**What is required:**
Working through the entries below, find how many lines include the string "impl"; give only that number.

**Data for this exercise:**
- Opening Delimiter -

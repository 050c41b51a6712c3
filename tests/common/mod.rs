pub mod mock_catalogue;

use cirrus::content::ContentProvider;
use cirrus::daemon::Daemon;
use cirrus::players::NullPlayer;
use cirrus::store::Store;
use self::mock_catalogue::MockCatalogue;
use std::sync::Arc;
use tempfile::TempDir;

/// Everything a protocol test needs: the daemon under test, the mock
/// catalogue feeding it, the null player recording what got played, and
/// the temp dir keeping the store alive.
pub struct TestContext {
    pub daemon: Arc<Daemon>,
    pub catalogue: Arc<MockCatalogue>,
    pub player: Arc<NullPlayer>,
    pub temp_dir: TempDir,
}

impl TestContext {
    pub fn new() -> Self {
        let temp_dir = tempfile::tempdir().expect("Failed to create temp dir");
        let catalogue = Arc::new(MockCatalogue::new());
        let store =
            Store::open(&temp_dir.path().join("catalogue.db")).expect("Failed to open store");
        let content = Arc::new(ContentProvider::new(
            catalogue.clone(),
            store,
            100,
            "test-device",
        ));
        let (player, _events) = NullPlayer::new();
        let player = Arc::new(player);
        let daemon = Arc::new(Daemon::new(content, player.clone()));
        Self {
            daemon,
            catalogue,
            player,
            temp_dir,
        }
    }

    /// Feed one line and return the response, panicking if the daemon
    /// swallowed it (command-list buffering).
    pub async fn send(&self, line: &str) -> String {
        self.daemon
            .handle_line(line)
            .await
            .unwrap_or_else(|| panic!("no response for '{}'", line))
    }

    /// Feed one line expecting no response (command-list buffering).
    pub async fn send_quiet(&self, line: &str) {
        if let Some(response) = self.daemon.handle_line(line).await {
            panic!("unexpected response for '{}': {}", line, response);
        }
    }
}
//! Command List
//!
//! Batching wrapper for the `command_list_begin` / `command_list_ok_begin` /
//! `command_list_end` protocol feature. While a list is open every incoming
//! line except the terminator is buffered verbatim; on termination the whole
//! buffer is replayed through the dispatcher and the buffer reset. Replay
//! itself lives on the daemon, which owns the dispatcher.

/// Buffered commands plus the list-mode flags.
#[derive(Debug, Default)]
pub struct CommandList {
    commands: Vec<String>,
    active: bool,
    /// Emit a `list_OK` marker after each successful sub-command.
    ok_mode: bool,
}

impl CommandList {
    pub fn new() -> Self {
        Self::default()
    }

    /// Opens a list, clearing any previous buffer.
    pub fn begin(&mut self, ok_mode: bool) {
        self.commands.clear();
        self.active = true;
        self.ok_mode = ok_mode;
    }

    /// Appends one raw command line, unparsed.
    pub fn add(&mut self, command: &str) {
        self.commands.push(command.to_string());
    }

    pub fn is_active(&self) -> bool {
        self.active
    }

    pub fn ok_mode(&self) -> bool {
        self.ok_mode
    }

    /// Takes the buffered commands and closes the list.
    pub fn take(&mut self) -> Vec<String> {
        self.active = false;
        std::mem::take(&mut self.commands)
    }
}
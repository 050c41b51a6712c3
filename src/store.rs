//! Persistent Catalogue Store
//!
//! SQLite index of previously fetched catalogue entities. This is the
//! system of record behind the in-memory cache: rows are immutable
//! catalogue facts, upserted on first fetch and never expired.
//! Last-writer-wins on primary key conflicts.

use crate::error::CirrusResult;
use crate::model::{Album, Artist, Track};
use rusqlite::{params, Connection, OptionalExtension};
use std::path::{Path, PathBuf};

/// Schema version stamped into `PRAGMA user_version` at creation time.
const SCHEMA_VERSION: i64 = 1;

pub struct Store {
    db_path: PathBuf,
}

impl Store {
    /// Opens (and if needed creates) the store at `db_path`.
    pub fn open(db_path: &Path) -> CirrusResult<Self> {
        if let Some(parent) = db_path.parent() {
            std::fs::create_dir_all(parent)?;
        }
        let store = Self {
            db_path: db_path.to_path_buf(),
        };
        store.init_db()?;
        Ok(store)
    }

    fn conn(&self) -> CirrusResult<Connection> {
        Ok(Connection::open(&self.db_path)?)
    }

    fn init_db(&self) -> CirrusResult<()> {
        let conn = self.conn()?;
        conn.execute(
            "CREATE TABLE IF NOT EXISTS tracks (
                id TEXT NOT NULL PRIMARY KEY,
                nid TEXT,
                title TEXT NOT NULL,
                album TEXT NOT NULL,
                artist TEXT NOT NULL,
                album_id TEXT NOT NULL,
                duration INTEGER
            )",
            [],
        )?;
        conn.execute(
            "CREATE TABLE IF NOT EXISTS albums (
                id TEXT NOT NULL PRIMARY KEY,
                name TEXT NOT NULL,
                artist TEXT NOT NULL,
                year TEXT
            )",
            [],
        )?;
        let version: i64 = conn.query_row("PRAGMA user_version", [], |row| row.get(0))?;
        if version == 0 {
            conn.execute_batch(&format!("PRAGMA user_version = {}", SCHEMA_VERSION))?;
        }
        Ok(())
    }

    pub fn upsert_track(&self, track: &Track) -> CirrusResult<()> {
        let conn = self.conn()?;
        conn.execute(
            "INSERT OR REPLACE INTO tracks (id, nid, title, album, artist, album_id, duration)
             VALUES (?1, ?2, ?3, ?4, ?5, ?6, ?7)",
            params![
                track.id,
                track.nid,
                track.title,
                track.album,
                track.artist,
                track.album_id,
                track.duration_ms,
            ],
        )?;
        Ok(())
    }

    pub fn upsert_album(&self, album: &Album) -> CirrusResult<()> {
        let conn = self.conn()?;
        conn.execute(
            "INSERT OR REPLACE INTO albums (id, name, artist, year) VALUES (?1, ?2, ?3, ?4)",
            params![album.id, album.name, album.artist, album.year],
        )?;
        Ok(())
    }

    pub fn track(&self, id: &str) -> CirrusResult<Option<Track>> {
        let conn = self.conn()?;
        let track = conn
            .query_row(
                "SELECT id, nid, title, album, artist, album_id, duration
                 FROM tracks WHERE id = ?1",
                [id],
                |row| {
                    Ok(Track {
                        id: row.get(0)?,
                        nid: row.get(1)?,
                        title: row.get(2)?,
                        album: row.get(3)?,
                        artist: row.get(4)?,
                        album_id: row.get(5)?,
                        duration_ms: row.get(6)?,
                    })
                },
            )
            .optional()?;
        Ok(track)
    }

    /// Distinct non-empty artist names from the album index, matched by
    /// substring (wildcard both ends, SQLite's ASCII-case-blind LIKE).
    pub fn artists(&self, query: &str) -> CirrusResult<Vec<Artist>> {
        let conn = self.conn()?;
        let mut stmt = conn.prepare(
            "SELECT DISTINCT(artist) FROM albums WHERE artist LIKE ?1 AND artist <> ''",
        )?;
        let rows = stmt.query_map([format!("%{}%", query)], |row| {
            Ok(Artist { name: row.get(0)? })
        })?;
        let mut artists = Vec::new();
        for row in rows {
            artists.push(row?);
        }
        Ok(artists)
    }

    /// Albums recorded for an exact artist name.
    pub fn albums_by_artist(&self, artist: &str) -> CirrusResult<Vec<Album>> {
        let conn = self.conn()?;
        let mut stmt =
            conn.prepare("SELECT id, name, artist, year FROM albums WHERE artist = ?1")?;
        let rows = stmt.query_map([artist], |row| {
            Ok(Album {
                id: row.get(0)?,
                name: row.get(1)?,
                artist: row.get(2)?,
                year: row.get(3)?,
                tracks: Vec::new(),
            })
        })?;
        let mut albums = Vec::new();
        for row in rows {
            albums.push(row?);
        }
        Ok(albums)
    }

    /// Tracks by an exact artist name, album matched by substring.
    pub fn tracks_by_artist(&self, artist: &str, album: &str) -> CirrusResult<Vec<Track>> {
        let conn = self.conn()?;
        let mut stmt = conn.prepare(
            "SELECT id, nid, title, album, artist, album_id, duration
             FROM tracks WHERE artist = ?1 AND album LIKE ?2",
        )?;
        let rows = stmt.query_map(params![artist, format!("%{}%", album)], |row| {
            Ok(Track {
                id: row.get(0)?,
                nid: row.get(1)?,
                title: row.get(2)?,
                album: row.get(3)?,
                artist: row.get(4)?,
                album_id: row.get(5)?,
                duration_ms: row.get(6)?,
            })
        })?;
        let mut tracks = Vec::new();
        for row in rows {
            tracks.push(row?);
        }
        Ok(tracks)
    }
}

- Closing Delimiter -

**Result:**
3